Enunciado
Armando foi indiciado em inquérito policial pela prática dos crimes de falsificação de documento e de estelionato, tendo sido posteriormente denunciado pelo Ministério Público. Após a instrução criminal, com o objetivo de sanar dúvida sobre ponto relevante, o Juiz de ofício determinou a intimação do acusado para, se quisesse, fornecer padrões gráficos do próprio punho para efeito de realização de exame grafotécnico e comparação com assinaturas em documentos falsificados. O acusado, instruído por sua defesa técnica, recusou - se, alegando a garantia constitucional do privilégio contra a autoincriminação. Apesar disso, o Ministério Público requereu a juntada aos autos, para fins de realização do referido exame e comparação de padrões gráficos de autoria inequívoca do acusado já existentes e constantes dos arquivos do Instituto de Criminalística. Com base nos padrões existentes, foi realizado laudo de exame que atestou os crimes de falsidade e de estelionato cometidos por Armando. Diante desse cenário, considerando as garantias constitucionais do acusado, assinale a afirmativa correta.
Alternativas
- A.O Juiz poderia, de ofício, intimar o acusado a fornecer padrões gráficos do próprio punho, mas deveria indeferir a juntada de prova ilícita por derivação requerida pelo Ministério Público.

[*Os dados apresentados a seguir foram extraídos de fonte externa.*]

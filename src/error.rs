use std::path::PathBuf;
use thiserror::Error;

/// Surveyor error types
#[derive(Error, Debug)]
pub enum Error {
    #[error("IO error: {0}")]
    Io(#[from] std::io::Error),

    #[error("Failed to parse config file: {0}")]
    ConfigParse(#[from] toml::de::Error),

    #[error("Config validation error: {0}")]
    ConfigValidation(String),

    #[error("Path not found: {0}")]
    PathNotFound(PathBuf),

    #[error("Parse error in {path}: {message}")]
    Parse { path: PathBuf, message: String },

    #[error("Introspection failed for {class}: {message}")]
    Introspection { class: String, message: String },

    #[error("Unknown component kind: {0}")]
    UnknownKind(String),

    #[error("Unsupported export format: {0}")]
    UnsupportedFormat(String),

    #[error("Missing dependency: {dependency} ({hint})")]
    MissingDependency { dependency: String, hint: String },

    #[error("Template not found: {0}")]
    TemplateNotFound(PathBuf),

    #[error("Failed to render template {template}: {message}")]
    TemplateRender { template: String, message: String },

    #[error("PDF rendering failed: {0}")]
    PdfRender(String),

    #[error("Route registry error: {0}")]
    Routes(String),

    #[error("JSON error: {0}")]
    Json(#[from] serde_json::Error),

    #[error("Glob pattern error: {0}")]
    GlobPattern(#[from] glob::PatternError),

    #[error("Directory walk error: {0}")]
    WalkDir(#[from] walkdir::Error),

    #[error("{0}")]
    Other(String),
}

/// Result type alias for Surveyor operations
pub type Result<T> = std::result::Result<T, Error>;

impl Error {
    /// Create a config validation error
    pub fn config_validation(msg: impl Into<String>) -> Self {
        Error::ConfigValidation(msg.into())
    }

    /// Create a parse error
    pub fn parse(path: impl Into<PathBuf>, message: impl Into<String>) -> Self {
        Error::Parse {
            path: path.into(),
            message: message.into(),
        }
    }

    /// Create an introspection error for one class
    pub fn introspection(class: impl Into<String>, message: impl Into<String>) -> Self {
        Error::Introspection {
            class: class.into(),
            message: message.into(),
        }
    }

    /// Create a missing dependency error
    pub fn missing_dependency(dependency: impl Into<String>, hint: impl Into<String>) -> Self {
        Error::MissingDependency {
            dependency: dependency.into(),
            hint: hint.into(),
        }
    }

    /// Wrap a tera failure, keeping the whole cause chain in the message.
    ///
    /// Tera reports the useful part (missing variable, bad filter) in the
    /// source errors rather than the top-level message.
    pub fn template_render(template: impl Into<String>, err: &tera::Error) -> Self {
        let mut message = err.to_string();
        let mut source = std::error::Error::source(err);
        while let Some(cause) = source {
            message.push_str(": ");
            message.push_str(&cause.to_string());
            source = cause.source();
        }
        Error::TemplateRender {
            template: template.into(),
            message,
        }
    }

    /// Create a route registry error
    pub fn routes(msg: impl Into<String>) -> Self {
        Error::Routes(msg.into())
    }

    /// Create a generic error
    pub fn other(msg: impl Into<String>) -> Self {
        Error::Other(msg.into())
    }
}

#[cfg(test)]
mod tests {
    use super::*;

    #[test]
    fn test_io_error_display() {
        let io_err = std::io::Error::new(std::io::ErrorKind::NotFound, "file not found");
        let err: Error = io_err.into();
        assert!(err.to_string().contains("IO error"));
    }

    #[test]
    fn test_path_not_found_display() {
        let err = Error::PathNotFound(PathBuf::from("/some/path"));
        assert_eq!(err.to_string(), "Path not found: /some/path");
    }

    #[test]
    fn test_parse_error_display() {
        let err = Error::parse("/app/Models/User.php", "no class declaration");
        assert!(err.to_string().contains("/app/Models/User.php"));
        assert!(err.to_string().contains("no class declaration"));
    }

    #[test]
    fn test_unsupported_format_names_format() {
        let err = Error::UnsupportedFormat("yaml".to_string());
        assert_eq!(err.to_string(), "Unsupported export format: yaml");
    }

    #[test]
    fn test_missing_dependency_display() {
        let err = Error::missing_dependency("wkhtmltopdf", "install it or set export.pdf.binary");
        assert!(err.to_string().starts_with("Missing dependency: wkhtmltopdf"));
    }

    #[test]
    fn test_introspection_display() {
        let err = Error::introspection("App\\Models\\User", "file vanished");
        assert_eq!(
            err.to_string(),
            "Introspection failed for App\\Models\\User: file vanished"
        );
    }

    #[test]
    fn test_template_render_keeps_cause() {
        let mut tera = tera::Tera::default();
        tera.add_raw_template("t", "{{ missing.field }}").unwrap();
        let err = tera.render("t", &tera::Context::new()).unwrap_err();
        let wrapped = Error::template_render("t", &err);
        let text = wrapped.to_string();
        assert!(text.starts_with("Failed to render template t"));
        assert!(text.contains("missing"));
    }

    #[test]
    fn test_other_error() {
        let err = Error::other("something went wrong");
        assert_eq!(err.to_string(), "something went wrong");
    }

    #[test]
    fn test_error_is_send_sync() {
        fn assert_send_sync<T: Send + Sync>() {}
        assert_send_sync::<Error>();
    }
}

- B.O Ministério Público praticou abuso do direito probatório ao requerer a juntada de prova ilícita por derivação em violação ao privilégio contra a autoincriminação de que desfruta o acusado.
- C.A recusa do acusado em fornecer padrões gráficos do próprio punho é legítima e o laudo realizado com base nos padrões existentes configura prova ilícita por derivação, devendo ser desentranhado.
- D.O Juiz não poderia, de ofício, intimar o acusado a fornecer padrões gráficos do próprio punho, pois tal conduta viola seu dever de imparcialidade, bem como a garantia do acusado contra a autoincriminação.
- E.A recusa do acusado em fornecer padrões gráficos do próprio punho é legítima, contudo o laudo realizado com base nos padrões gráficos já existentes configura prova lícita, pois proveniente de fonte independente.
Gabarito: alternativa correta destacada.
Comentario
Por que as demais estão erradas:
A) A alternativa A está incorreta porque a juntada de documentos preexistentes no Instituto de Criminalística não constitui prova ilícita por derivação, sendo perfeitamente lícita a sua utilização.
B) A alternativa B está incorreta porque o Ministério Público não praticou abuso de direito, mas sim atuou legitimamente na busca da verdade real, utilizando-se de elementos de prova preexistentes e autônomos que não violam o privilégio contra a autoincriminação.
C) A alternativa C está incorreta porque o laudo realizado com base nos padrões já existentes é plenamente lícito, não configurando prova ilícita por derivação e, portanto, não devendo ser desentranhado dos autos.
D) A alternativa D está incorreta porque o Juiz pode, de ofício, determinar diligências para sanar dúvida sobre ponto relevante (Art. 156, II, do CPP), e a intimação facultativa ("se quisesse") respeitou estritamente a garantia contra a autoincriminação do acusado.